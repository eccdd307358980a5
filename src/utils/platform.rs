//! Platform-specific path resolution.
//!
//! The host platform is resolved once at startup into a [`Platform`] value;
//! every per-OS decision is then a plain match on that enum rather than a
//! virtual-dispatch object. The functions here are pure `platform -> path`
//! mappings so they can be unit tested on any host.

use std::path::PathBuf;

use anyhow::Result;

use crate::constants::ARCHIVE_EXT;

/// The supported host platforms.
#[derive(Debug, Clone, Copy, PartialEq, Eq)]
pub enum Platform {
    /// Any Windows target.
    Windows,
    /// Linux and other non-Apple Unix.
    Linux,
    /// macOS.
    MacOs,
}

impl Platform {
    /// Resolve the platform the binary was compiled for.
    #[must_use]
    pub const fn current() -> Self {
        if cfg!(windows) {
            Self::Windows
        } else if cfg!(target_os = "macos") {
            Self::MacOs
        } else {
            Self::Linux
        }
    }

    /// Whether paths on this platform use Windows conventions.
    #[must_use]
    pub const fn is_windows(self) -> bool {
        matches!(self, Self::Windows)
    }
}

/// Where a downloaded archive for `version` lands before extraction.
///
/// All platforms stage downloads in the OS temp directory as
/// `<version>.zip`.
#[must_use]
pub fn download_path(_platform: Platform, version: &str) -> PathBuf {
    std::env::temp_dir().join(format!("{version}{ARCHIVE_EXT}"))
}

/// Default live-install directory for `product`.
///
/// Windows installs under `C:\products\<product>`; Unix-like platforms
/// under `~/products/<product>`.
pub fn default_install_dir(platform: Platform, product: &str) -> Result<PathBuf> {
    let base = match platform {
        Platform::Windows => PathBuf::from(r"C:\products"),
        Platform::Linux | Platform::MacOs => home_dir()?.join("products"),
    };
    Ok(base.join(product))
}

/// Default backup directory: a `.BAK` sibling of the install directory.
pub fn default_backup_dir(platform: Platform, product: &str) -> Result<PathBuf> {
    default_install_dir(platform, &format!("{product}.BAK"))
}

/// The stager home directory (`~/.stager`), holding config, the staging
/// root, the ledger, and the lock file.
pub fn stager_home() -> Result<PathBuf> {
    Ok(home_dir()?.join(".stager"))
}

/// Gets the home directory for the current user.
pub fn home_dir() -> Result<PathBuf> {
    dirs::home_dir().ok_or_else(|| {
        let hint = if Platform::current().is_windows() {
            "On Windows: check that the USERPROFILE environment variable is set"
        } else {
            "On Unix/Linux: check that the HOME environment variable is set"
        };
        anyhow::anyhow!("Could not determine home directory.\n\n{hint}")
    })
}

#[cfg(test)]
mod tests {
    use super::*;

    #[test]
    fn current_platform_matches_cfg() {
        #[cfg(windows)]
        assert_eq!(Platform::current(), Platform::Windows);

        #[cfg(target_os = "macos")]
        assert_eq!(Platform::current(), Platform::MacOs);

        #[cfg(all(unix, not(target_os = "macos")))]
        assert_eq!(Platform::current(), Platform::Linux);
    }

    #[test]
    fn download_path_is_version_archive_in_temp() {
        let path = download_path(Platform::current(), "core-v1.9_0400");
        assert!(path.starts_with(std::env::temp_dir()));
        assert_eq!(
            path.file_name().unwrap().to_string_lossy(),
            "core-v1.9_0400.zip"
        );
    }

    #[test]
    fn default_dirs_are_product_scoped() {
        let install = default_install_dir(Platform::Linux, "core").unwrap();
        let backup = default_backup_dir(Platform::Linux, "core").unwrap();
        assert!(install.ends_with("products/core"));
        assert!(backup.ends_with("products/core.BAK"));

        let win = default_install_dir(Platform::Windows, "core").unwrap();
        assert_eq!(win, PathBuf::from(r"C:\products").join("core"));
    }

    #[test]
    fn stager_home_is_under_home() {
        let home = stager_home().unwrap();
        assert!(home.ends_with(".stager"));
    }
}
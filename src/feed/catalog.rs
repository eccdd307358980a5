//! Version catalog and build-number extraction.
//!
//! A [`VersionCatalog`] is the in-memory result of one feed resolution: an
//! ordered mapping of version identifier to download URL. It is immutable
//! once built and never persisted; "latest" is the first entry under
//! reverse (newest-first) ordering. Catalogs are threaded explicitly
//! through the commands that need them, never held in a global.

use std::collections::BTreeMap;

use anyhow::Result;

use crate::constants::VERSION_LATEST;
use crate::core::StagerError;

/// One available distribution version.
#[derive(Debug, Clone, PartialEq, Eq)]
pub struct VersionEntry {
    /// Opaque version identifier, unique within one catalog.
    pub identifier: String,
    /// Where the distribution archive for this version can be fetched.
    pub download_url: String,
}

/// Ordered, immutable mapping of version identifier to download URL.
///
/// Identifiers sort lexicographically; iteration and resolution treat the
/// greatest key as newest, matching the reverse-ordered listing the feed
/// contract promises.
#[derive(Debug, Clone, Default)]
pub struct VersionCatalog {
    entries: BTreeMap<String, String>,
}

impl VersionCatalog {
    /// Build a catalog from `(identifier, download_url)` pairs. Later
    /// duplicates of an identifier overwrite earlier ones.
    #[must_use]
    pub fn from_entries(pairs: impl IntoIterator<Item = (String, String)>) -> Self {
        Self {
            entries: pairs.into_iter().collect(),
        }
    }

    /// Number of versions in the catalog.
    #[must_use]
    pub fn len(&self) -> usize {
        self.entries.len()
    }

    /// Whether the catalog holds no versions.
    #[must_use]
    pub fn is_empty(&self) -> bool {
        self.entries.is_empty()
    }

    /// The newest entry, i.e. the first under reverse ordering.
    #[must_use]
    pub fn latest(&self) -> Option<VersionEntry> {
        self.entries.iter().next_back().map(|(k, v)| VersionEntry {
            identifier: k.clone(),
            download_url: v.clone(),
        })
    }

    /// Download URL for an exact version identifier.
    #[must_use]
    pub fn get(&self, version: &str) -> Option<&str> {
        self.entries.get(version).map(String::as_str)
    }

    /// Version identifiers, newest first.
    pub fn versions(&self) -> impl Iterator<Item = &str> {
        self.entries.keys().rev().map(String::as_str)
    }

    /// Resolve a requested version token to a concrete entry.
    ///
    /// The `latest` sentinel maps to the newest entry; anything else must
    /// be an exact member of the catalog.
    ///
    /// # Errors
    ///
    /// [`StagerError::VersionNotFound`] when the token is unknown or the
    /// catalog is empty.
    pub fn resolve(&self, version: &str) -> Result<VersionEntry> {
        let version = version.trim();
        if version == VERSION_LATEST {
            return self.latest().ok_or_else(|| {
                StagerError::VersionNotFound {
                    version: version.to_string(),
                }
                .into()
            });
        }
        match self.entries.get(version) {
            Some(url) => Ok(VersionEntry {
                identifier: version.to_string(),
                download_url: url.clone(),
            }),
            None => Err(StagerError::VersionNotFound {
                version: version.to_string(),
            }
            .into()),
        }
    }
}

/// Extract the build number from a `<name>-v<major.minor>_<build>`
/// version identifier.
///
/// The identifier is split on `-v`; the second token is split on `_` and
/// the token after the first `_` parsed as an integer, so
/// `acme-core-v1.9_0400` yields `400`.
///
/// # Errors
///
/// [`StagerError::VersionFormat`] when the identifier does not follow the
/// naming scheme. Catalog keys produced by the HTML and JSON-Lines feeds
/// only conform when the publisher names archives this way; callers on the
/// update-comparison path surface the error rather than guessing.
pub fn extract_build_number(version: &str) -> Result<u32> {
    let invalid = || StagerError::VersionFormat {
        version: version.to_string(),
    };

    let tail = version.split("-v").nth(1).ok_or_else(invalid)?;
    let build = tail.split('_').nth(1).ok_or_else(invalid)?;
    build.parse::<u32>().map_err(|_| invalid().into())
}

#[cfg(test)]
mod tests {
    use super::*;

    fn sample() -> VersionCatalog {
        VersionCatalog::from_entries([
            ("acme-core-v1.9_0398".to_string(), "http://dl/0398.zip".to_string()),
            ("acme-core-v1.9_0400".to_string(), "http://dl/0400.zip".to_string()),
            ("acme-core-v1.8_0350".to_string(), "http://dl/0350.zip".to_string()),
        ])
    }

    #[test]
    fn latest_is_first_under_reverse_order() {
        let catalog = sample();
        let latest = catalog.latest().unwrap();
        assert_eq!(latest.identifier, "acme-core-v1.9_0400");
        assert_eq!(latest.download_url, "http://dl/0400.zip");

        // Idempotent across repeated calls on the same instance.
        assert_eq!(catalog.latest().unwrap(), latest);
        assert_eq!(
            catalog.versions().next().unwrap(),
            latest.identifier.as_str()
        );
    }

    #[test]
    fn resolve_latest_and_exact() {
        let catalog = sample();
        assert_eq!(
            catalog.resolve("latest").unwrap().identifier,
            "acme-core-v1.9_0400"
        );
        assert_eq!(
            catalog.resolve("acme-core-v1.8_0350").unwrap().download_url,
            "http://dl/0350.zip"
        );
        // Surrounding whitespace is tolerated on the token.
        assert_eq!(
            catalog.resolve(" acme-core-v1.9_0398 ").unwrap().download_url,
            "http://dl/0398.zip"
        );
    }

    #[test]
    fn resolve_unknown_version_fails() {
        let catalog = sample();
        let err = catalog.resolve("acme-core-v9.9_9999").unwrap_err();
        let stager = err.downcast_ref::<StagerError>().unwrap();
        assert!(matches!(stager, StagerError::VersionNotFound { .. }));

        let empty = VersionCatalog::default();
        assert!(empty.resolve("latest").is_err());
    }

    #[test]
    fn build_number_extraction() {
        assert_eq!(extract_build_number("acme-core-v1.9_0400").unwrap(), 400);
        assert_eq!(extract_build_number("acme-core-v2.0_1234").unwrap(), 1234);
        // Leading zeros parse as plain integers.
        assert_eq!(extract_build_number("acme-core-v1.9_0001").unwrap(), 1);
    }

    #[test]
    fn build_number_rejects_nonconforming_identifiers() {
        for bad in ["v1.2.3", "acme-core", "acme-core-v1.9", "acme-core-v1.9_x4"] {
            let err = extract_build_number(bad).unwrap_err();
            let stager = err.downcast_ref::<StagerError>().unwrap();
            assert!(
                matches!(stager, StagerError::VersionFormat { .. }),
                "expected VersionFormat for {bad}"
            );
        }
    }
}
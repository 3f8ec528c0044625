use std::io::{BufRead, BufReader, Write};
use std::os::unix::net::UnixStream;
use std::path::Path;
use std::thread::sleep;
use std::time::Duration;

use serde::{Deserialize, Serialize};
use serde_json::Value;

use crate::error::{io_err, DaemonError};
use crate::paths::socket_path;

/// JSON newline-delimited request.
#[derive(Debug, Clone, Default, PartialEq, Eq, Serialize, Deserialize)]
pub struct DaemonRequest {
    pub cmd: String,
    /// `sync`: batch size; absent or non-positive means the configured default.
    #[serde(default, skip_serializing_if = "Option::is_none")]
    pub batch_size: Option<i64>,
    /// `sync`: a single source order number instead of a batch.
    #[serde(default, skip_serializing_if = "Option::is_none")]
    pub contract: Option<String>,
    /// `map_town`: source town code.
    #[serde(default, skip_serializing_if = "Option::is_none")]
    pub from: Option<String>,
    /// `map_town`: remote town code.
    #[serde(default, skip_serializing_if = "Option::is_none")]
    pub to: Option<String>,
}

impl DaemonRequest {
    pub fn command(cmd: &str) -> Self {
        Self {
            cmd: cmd.to_string(),
            ..Self::default()
        }
    }

    pub fn sync(contract: Option<String>, batch_size: Option<i64>) -> Self {
        Self {
            contract,
            batch_size,
            ..Self::command("sync")
        }
    }

    pub fn map_town(from: &str, to: &str) -> Self {
        Self {
            from: Some(from.to_string()),
            to: Some(to.to_string()),
            ..Self::command("map_town")
        }
    }
}

/// JSON newline-delimited response.
#[derive(Debug, Clone, Serialize, Deserialize)]
pub struct DaemonResponse {
    pub ok: bool,
    #[serde(skip_serializing_if = "Option::is_none")]
    pub data: Option<Value>,
    #[serde(skip_serializing_if = "Option::is_none")]
    pub error: Option<String>,
}

impl DaemonResponse {
    pub fn ok(data: Value) -> Self {
        Self {
            ok: true,
            data: Some(data),
            error: None,
        }
    }

    pub fn error(message: impl Into<String>) -> Self {
        Self {
            ok: false,
            data: None,
            error: Some(message.into()),
        }
    }
}

/// Send one JSON request to the daemon socket and return one response.
pub fn send_request(home: &Path, request: &DaemonRequest) -> Result<DaemonResponse, DaemonError> {
    let socket = socket_path(home);
    if !socket.exists() {
        return Err(DaemonError::DaemonNotRunning { socket });
    }

    let mut stream = UnixStream::connect(&socket).map_err(|err| {
        if matches!(
            err.kind(),
            std::io::ErrorKind::NotFound
                | std::io::ErrorKind::ConnectionRefused
                | std::io::ErrorKind::ConnectionReset
        ) {
            DaemonError::DaemonNotRunning {
                socket: socket.clone(),
            }
        } else {
            io_err(&socket, err)
        }
    })?;

    let payload = serde_json::to_string(request)?;
    stream
        .write_all(payload.as_bytes())
        .map_err(|e| io_err(&socket, e))?;
    stream.write_all(b"\n").map_err(|e| io_err(&socket, e))?;
    stream.flush().map_err(|e| io_err(&socket, e))?;

    let mut reader = BufReader::new(stream);
    let mut line = String::new();
    let read = reader
        .read_line(&mut line)
        .map_err(|e| io_err(&socket, e))?;
    if read == 0 {
        return Err(DaemonError::Protocol(
            "daemon closed connection before responding".to_string(),
        ));
    }

    let response: DaemonResponse = serde_json::from_str(line.trim_end())?;
    Ok(response)
}

/// Daemon status, retrying briefly while the socket comes up.
pub fn request_status(home: &Path) -> Result<Value, DaemonError> {
    let request = DaemonRequest::command("status");

    let mut last_not_running: Option<DaemonError> = None;
    for attempt in 0..5 {
        match send_request(home, &request) {
            Ok(response) => return response_into_data(response),
            Err(err @ DaemonError::DaemonNotRunning { .. }) => {
                last_not_running = Some(err);
                if attempt < 4 {
                    sleep(Duration::from_millis(100));
                    continue;
                }
            }
            Err(err) => return Err(err),
        }
    }

    Err(last_not_running.unwrap_or_else(|| {
        DaemonError::Protocol("daemon status retry loop exited unexpectedly".to_string())
    }))
}

pub fn request_stop(home: &Path) -> Result<(), DaemonError> {
    let response = send_request(home, &DaemonRequest::command("stop"))?;
    response_into_data(response).map(|_| ())
}

/// Run a sync inside the daemon and wait for its report.
pub fn request_sync(
    home: &Path,
    contract: Option<String>,
    batch_size: Option<i64>,
) -> Result<Value, DaemonError> {
    let response = send_request(home, &DaemonRequest::sync(contract, batch_size))?;
    response_into_data(response)
}

/// Register a town-code override in the running daemon.
pub fn request_map_town(home: &Path, from: &str, to: &str) -> Result<Value, DaemonError> {
    let response = send_request(home, &DaemonRequest::map_town(from, to))?;
    response_into_data(response)
}

fn response_into_data(response: DaemonResponse) -> Result<Value, DaemonError> {
    if response.ok {
        Ok(response.data.unwrap_or(Value::Null))
    } else {
        Err(DaemonError::Protocol(
            response
                .error
                .unwrap_or_else(|| "unknown daemon error".to_string()),
        ))
    }
}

> [Exercise details]
In the data above, each line holding "paths" is to be found and copied.

> [Task solution]
    /// Whether paths on this platform use Windows conventions.
use crate::paths::socket_path;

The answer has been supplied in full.